Rumex salicifolius is a species of flowering perennial plant in the knotweed family known by the common names willow dock and willow-leaved dock. It is native to much of western North America, and more specifically, in southern and central parts of California, and some parts of Arizona and Nevada. It can also be found in parts of Europe as an introduced species and a roadside weed. It is an extremely variable plant which is generally divided into many varieties, some of which may actually be specimens of other species.

==Description==
In general, it is a perennial herb producing a slender stem which is prostrate and spreading or erect, growing up to about 90 centimeters in maximum length. The leaves are up to about 13 centimeters long and can be most any shape. The inflorescence of this plant is an interrupted series of clusters of flowers. There are up to 20 flowers in each cluster, and each flower hangs from a pedicel. The flower usually has six tepals, the inner three of which are largest and usually have central tubercles. It is an important food and host plant for Lycaena rubidus larvae.
This plant usually is green colored with hints of pink and red. It is also a Perennial plant, meaning that this plant usually lives for 2 or more years.

==Distribution==
Rumex salicifolius is found in different parts of California, along with being found in Arizona, Nevada, and Northern Mexico. More recently it has been found as an introduced species in parts of Europe.

==Habitat==
Rumex salicifolius is typically found in wet places, but not flooded environments. These are areas adjacent to seasonally flooded wetlands, though. These plants can also be found on rocky slopes, and in margins. It is usually found less than 3,500 altitude. The bloom period for this plant is June through September. The plant usually thrives in full sunlight, and only sometimes in partial shade.

==Taxonomy==

It is a dicot, meaning that the plant has 2 embryonic leaves and/or cotyledons. It is of the kingdom Plantae, the order Caryophyllales, and the buckwheat family, Polygonaceae. The genus is Rumex L.- Dock There are also fifteen different subspecies.

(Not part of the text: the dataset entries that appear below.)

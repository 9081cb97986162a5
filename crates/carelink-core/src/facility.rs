//! Facility profiles and their linkage to a controlling user.
//!
//! Every facility is controlled by exactly one user with the facility role,
//! recorded as a back-reference on the facility document. The auditor in
//! `carelink-admin` checks and repairs that linkage; nothing here enforces
//! it at write time, because the two documents live in separate collections
//! with no transaction spanning them.

use chrono::{DateTime, Utc};
use serde::{Deserialize, Serialize};

use crate::{Error, Result, store::Document};

// ─── Facility type ───────────────────────────────────────────────────────────

/// The kind of healthcare facility.
#[derive(Debug, Clone, Copy, PartialEq, Eq, Serialize, Deserialize)]
#[serde(rename_all = "snake_case")]
pub enum FacilityType {
  Hospital,
  Laboratory,
  Pharmacy,
  ScanCenter,
  EyeCenter,
}

impl FacilityType {
  pub fn as_str(self) -> &'static str {
    match self {
      Self::Hospital => "hospital",
      Self::Laboratory => "laboratory",
      Self::Pharmacy => "pharmacy",
      Self::ScanCenter => "scan_center",
      Self::EyeCenter => "eye_center",
    }
  }
}

impl std::fmt::Display for FacilityType {
  fn fmt(&self, f: &mut std::fmt::Formatter<'_>) -> std::fmt::Result {
    f.write_str(self.as_str())
  }
}

impl std::str::FromStr for FacilityType {
  type Err = Error;

  fn from_str(s: &str) -> Result<Self> {
    match s {
      "hospital" => Ok(Self::Hospital),
      "laboratory" => Ok(Self::Laboratory),
      "pharmacy" => Ok(Self::Pharmacy),
      "scan_center" => Ok(Self::ScanCenter),
      "eye_center" => Ok(Self::EyeCenter),
      other => Err(Error::UnknownFacilityType(other.to_string())),
    }
  }
}

// ─── Facility document ───────────────────────────────────────────────────────

/// The `facilities`-collection document body.
#[derive(Debug, Clone, Serialize, Deserialize)]
#[serde(rename_all = "camelCase")]
pub struct Facility {
  pub facility_name:  String,
  pub facility_type:  FacilityType,
  pub location:       String,
  pub phone:          String,
  pub contact_person: String,
  pub email:          String,
  /// Service names offered at this facility, free-form.
  #[serde(default)]
  pub services:       Vec<String>,
  pub is_active:      bool,
  /// Back-reference to the controlling facility-role user. `None` on a
  /// live facility is a linkage defect, not a valid configuration.
  #[serde(default, skip_serializing_if = "Option::is_none")]
  pub admin_user_id:  Option<String>,
}

impl Facility {
  pub fn to_value(&self) -> Result<serde_json::Value> {
    Ok(serde_json::to_value(self)?)
  }
}

/// A facility document paired with its store envelope.
///
/// Envelope keys serialize camelCase, matching the flattened body.
#[derive(Debug, Clone, Serialize)]
#[serde(rename_all = "camelCase")]
pub struct FacilityRecord {
  pub id:         String,
  pub created_at: DateTime<Utc>,
  #[serde(flatten)]
  pub facility:   Facility,
}

impl FacilityRecord {
  /// Decode a raw `facilities` document. Fails on a malformed body.
  pub fn from_document(doc: Document) -> Result<Self> {
    let facility = serde_json::from_value(doc.body)?;
    Ok(Self { id: doc.id, created_at: doc.created_at, facility })
  }
}
//! The `DocumentStore` trait and the document envelope.
//!
//! The trait is implemented by storage backends (e.g.
//! `carelink-store-sqlite`). Higher layers (`carelink-admin`,
//! `carelink-api`) depend on this abstraction, not on any concrete backend.

use std::future::Future;

use chrono::{DateTime, Utc};
use serde::{Deserialize, Serialize};
use serde_json::{Map, Value};

// ─── Collections ─────────────────────────────────────────────────────────────

/// Collection names used by the platform.
pub mod collections {
  /// Profile documents mirroring provider identities, keyed by uid.
  pub const USERS: &str = "users";
  /// Healthcare facility profiles.
  pub const FACILITIES: &str = "facilities";
  /// Training materials for platform users.
  pub const TRAINING_MATERIALS: &str = "training_materials";
  /// Patient encounter records carrying nested consultation data.
  pub const HEALTH_RECORDS: &str = "health_records";
}

// ─── Document envelope ───────────────────────────────────────────────────────

/// A stored document: a JSON object body plus the store-assigned envelope.
#[derive(Debug, Clone, PartialEq, Serialize, Deserialize)]
pub struct Document {
  pub id:         String,
  /// Assigned by the store at first write; survives later replaces.
  pub created_at: DateTime<Utc>,
  pub body:       Value,
}

impl Document {
  /// Read a top-level field of the body, treating JSON `null` as absent.
  pub fn field(&self, name: &str) -> Option<&Value> {
    match self.body.get(name) {
      None | Some(Value::Null) => None,
      Some(v) => Some(v),
    }
  }

  /// Read a top-level field of the body as a string.
  pub fn str_field(&self, name: &str) -> Option<&str> {
    self.field(name).and_then(Value::as_str)
  }
}

// ─── Trait ───────────────────────────────────────────────────────────────────

/// Abstraction over a schemaless document-collection store.
///
/// Collections spring into existence on first write. Individual writes are
/// atomic per document; nothing here spans documents, which is why the
/// linkage auditor exists.
///
/// All methods return `Send` futures so the trait can be used in
/// multi-threaded async runtimes (e.g. tokio with `axum`).
pub trait DocumentStore: Send + Sync {
  type Error: std::error::Error + Send + Sync + 'static;

  /// Fetch one document by id. Returns `None` if not found.
  fn get<'a>(
    &'a self,
    collection: &'a str,
    id: &'a str,
  ) -> impl Future<Output = Result<Option<Document>, Self::Error>> + Send + 'a;

  /// List every document in a collection, in unspecified order.
  fn list<'a>(
    &'a self,
    collection: &'a str,
  ) -> impl Future<Output = Result<Vec<Document>, Self::Error>> + Send + 'a;

  /// Documents whose top-level `field` equals `value`.
  fn query_eq<'a>(
    &'a self,
    collection: &'a str,
    field: &'a str,
    value: &'a Value,
  ) -> impl Future<Output = Result<Vec<Document>, Self::Error>> + Send + 'a;

  /// Insert a document under a store-assigned id.
  fn add<'a>(
    &'a self,
    collection: &'a str,
    body: Value,
  ) -> impl Future<Output = Result<Document, Self::Error>> + Send + 'a;

  /// Full write under a caller-chosen id; creates or replaces. A replace
  /// keeps the original `created_at`.
  fn set<'a>(
    &'a self,
    collection: &'a str,
    id: &'a str,
    body: Value,
  ) -> impl Future<Output = Result<Document, Self::Error>> + Send + 'a;

  /// Shallow-merge `patch` into the top-level fields of an existing
  /// document. Fails if the document is absent.
  fn update<'a>(
    &'a self,
    collection: &'a str,
    id: &'a str,
    patch: Map<String, Value>,
  ) -> impl Future<Output = Result<Document, Self::Error>> + Send + 'a;

  /// Remove a document. Returns `false` if it was already absent; absence
  /// is not an error.
  fn delete<'a>(
    &'a self,
    collection: &'a str,
    id: &'a str,
  ) -> impl Future<Output = Result<bool, Self::Error>> + Send + 'a;
}
//! `carelink` — operator commands for the CareLink identity platform.
//!
//! Works directly against the SQLite store; no running server is needed.
//!
//! # Usage
//!
//! ```
//! carelink --store carelink.db create-admin
//! carelink --store carelink.db seed all
//! carelink --store carelink.db audit-linkage --repair
//! carelink --config ~/.config/carelink/config.toml pending
//! ```

mod commands;

use std::path::PathBuf;

use anyhow::{Context, Result};
use carelink_notify::{AnyMailer, MailSettings, RelayConfig};
use carelink_store_sqlite::SqliteStore;
use clap::{Parser, Subcommand, ValueEnum};
use serde::Deserialize;
use tracing::level_filters::LevelFilter;
use tracing_subscriber::EnvFilter;

// ─── CLI args ─────────────────────────────────────────────────────────────────

#[derive(Parser, Debug)]
#[command(name = "carelink", about = "Operator commands for the CareLink identity platform")]
struct Args {
  /// Path to a TOML config file (store path, mail settings).
  #[arg(short, long, value_name = "FILE")]
  config: Option<PathBuf>,

  /// SQLite store path (default: carelink.db).
  #[arg(long, env = "CARELINK_STORE")]
  store: Option<PathBuf>,

  #[command(subcommand)]
  command: Command,
}

#[derive(Subcommand, Debug)]
enum Command {
  /// Create or reset the bootstrap administrator account.
  CreateAdmin {
    /// Admin email (default: admin@test.com).
    #[arg(long)]
    email:    Option<String>,
    /// Admin password (default: admin2025).
    #[arg(long)]
    password: Option<String>,
  },
  /// Write development seed data.
  Seed {
    #[arg(value_enum)]
    what: SeedTarget,
  },
  /// Audit facility-admin linkage. Exits 1 when defects remain.
  AuditLinkage {
    /// Fix the single unambiguous missing link, if there is one.
    #[arg(long)]
    repair: bool,
  },
  /// Run a one-shot data migration.
  Migrate {
    #[command(subcommand)]
    which: Migration,
  },
  /// Approve a pending registration.
  Approve {
    user_id: String,
    /// Role to grant instead of the requested one.
    #[arg(long)]
    role:    Option<String>,
  },
  /// Reject a pending registration.
  Reject {
    user_id: String,
    /// Reason recorded on the profile and mailed to the applicant.
    #[arg(long)]
    reason:  String,
  },
  /// List registrations awaiting review.
  Pending,
}

#[derive(Clone, Copy, Debug, ValueEnum)]
enum SeedTarget {
  Facilities,
  Training,
  All,
}

#[derive(Subcommand, Debug)]
enum Migration {
  /// Hoist `consultationData.chwId` to a top-level `chwId` on health records.
  ChwId,
}

// ─── Config file ──────────────────────────────────────────────────────────────

/// Shape of the optional TOML config file.
#[derive(Deserialize, Default)]
struct ConfigFile {
  #[serde(default)]
  store_path:         String,
  #[serde(default)]
  mail_sender:        String,
  #[serde(default)]
  mail_reviewer:      String,
  #[serde(default)]
  mail_relay_url:     String,
  #[serde(default)]
  mail_relay_api_key: String,
}

// ─── Entry point ──────────────────────────────────────────────────────────────

#[tokio::main]
async fn main() -> Result<()> {
  tracing_subscriber::fmt()
    .with_env_filter(
      EnvFilter::builder()
        .with_default_directive(LevelFilter::INFO.into())
        .from_env_lossy(),
    )
    .init();

  let args = Args::parse();

  // Load config file if provided.
  let file_cfg: ConfigFile = if let Some(path) = &args.config {
    let raw = std::fs::read_to_string(path)
      .with_context(|| format!("reading config file {}", path.display()))?;
    toml::from_str(&raw).context("parsing config file")?
  } else {
    ConfigFile::default()
  };

  // CLI flags override config file, which overrides defaults.
  let store_path = args
    .store
    .or_else(|| (!file_cfg.store_path.is_empty()).then(|| PathBuf::from(&file_cfg.store_path)))
    .unwrap_or_else(|| PathBuf::from("carelink.db"));

  let mail = MailSettings {
    sender:   non_empty(&file_cfg.mail_sender)
      .unwrap_or_else(|| "admin@lifecareconnect.com".to_string()),
    reviewer: non_empty(&file_cfg.mail_reviewer)
      .unwrap_or_else(|| "admin@lifecareconnect.com".to_string()),
  };
  let relay = match (
    non_empty(&file_cfg.mail_relay_url),
    non_empty(&file_cfg.mail_relay_api_key),
  ) {
    (Some(url), Some(api_key)) => Some(RelayConfig { url, api_key }),
    _ => None,
  };
  let mailer = AnyMailer::from_config(relay).context("building mail relay")?;

  let store = SqliteStore::open(&store_path)
    .await
    .with_context(|| format!("opening store at {}", store_path.display()))?;

  match args.command {
    Command::CreateAdmin { email, password } => {
      commands::create_admin(&store, email, password).await?;
    }
    Command::Seed { what } => match what {
      SeedTarget::Facilities => commands::seed_facilities(&store).await?,
      SeedTarget::Training => commands::seed_training(&store).await?,
      SeedTarget::All => commands::seed_all(&store).await?,
    },
    Command::AuditLinkage { repair } => {
      let clean = commands::audit_linkage(&store, repair).await?;
      if !clean {
        std::process::exit(1);
      }
    }
    Command::Migrate { which } => match which {
      Migration::ChwId => commands::migrate_chw_id(&store).await?,
    },
    Command::Approve { user_id, role } => {
      commands::approve(&store, &mailer, mail, &user_id, role).await?;
    }
    Command::Reject { user_id, reason } => {
      commands::reject(&store, &mailer, mail, &user_id, &reason).await?;
    }
    Command::Pending => {
      commands::pending(&store, &mailer, mail).await?;
    }
  }

  Ok(())
}

fn non_empty(s: &str) -> Option<String> {
  (!s.is_empty()).then(|| s.to_string())
}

These are- Rumex salicifolius var. angustifolius, Rumex salicifolius var. angustivalvis, Rumex salicifolius var. crassus, Rumex salicifolius var. denticulatus, Rumex salicifolius fo. ecallosus, Rumex salicifolius var. lacustris, Rumex salicifolius subsp. mexicanus, Rumex salicifolius var. mexicanus, Rumex salicifolius var. montigenitus, Rumex salicifolius subsp. salicifolius, Rumex salicifolius fo. transitorius, Rumex salicifolius var. transitorius, Rumex salicifolius subsp. triangulivalvis, Rumex salicifolius var. triangulivalvis, and Rumex salicifolius var. utahensis.

==Uses==
The Zuni people use the mexicanus variety medicinally. A strong infusion of the root is made and given to women by their husbands to help them to become pregnant. The ground root, or an infusion of it, is taken also for sore throat, especially by sword swallowers. This species is also used in the treatment and management of chronic pain of the aboriginal people of the Canadian Boreal Forest. It is used to treat chronic migraine/headache, chronic back pain, and chronic rheumatism/arthritis. In studies it has proven to be successful in aiding people with anti-inflammation and significant pain relief.